Two absolutely equal situations.
http://localhost:8080/new_article # ordinary run
http://localhost:8080/new_article_1 # debug
The behaviour of the program is as follows:
1. During debugging everything works well: edit form for a new article is created and when I press "Submit", the content is placed to the database and I'm redirected to the wiki page of that article.
2. When I just run the program (not debug it), edit form for a new article opens, I input something and press "Submit". Then I'm redirected to the wiki page. No wiki page is found at that address. I'm redirected again to the edit page. And then when I again input the content, the content is finally put into the database and the wiki page opens.
Mysteries for me are:
1. Why there is a difference between running and debugging?
2. Why after I have done new_article.put(), I still have no article object found in the post function?
3. Then I'm redirected to the wiki page, and somehow article object is found. Strange.
4. Why existing_article.put() works well whereas new_article.put() don't place anything to the database?
Well, I seem to be at my wits end. Could you be so kind as to help me with these problems. Thank you in advice.

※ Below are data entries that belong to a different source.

//! earshot-relay: the position relay.
//!
//! The hub half accepts WebSocket connections and fans each participant's
//! position out to everyone else. The session half is the client side: it
//! keeps one connection to a hub alive, streams the local position, and
//! turns hub traffic into [`PeerEvent`](earshot_common::PeerEvent)s.

pub mod hub;
pub mod protocol;
pub mod registry;
pub mod session;

pub use hub::{HubConfig, RelayHub};
pub use protocol::{ClientMessage, HubMessage};
pub use registry::PeerRegistry;
pub use session::{normalize_hub_url, RelaySession, SessionConfig, SessionState};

I suspect you're running into GAE datastore eventual consistency issues. Basically a new article saved in new_article.put() won't be found in the Article.all() query for a (typically short) while. You can still access it by id, tho, but you'd have to adjust your code for that.
I suspect the difference in behaviour is caused by the lower overall speed of debug-mode execution which can hide the eventual consistency issues.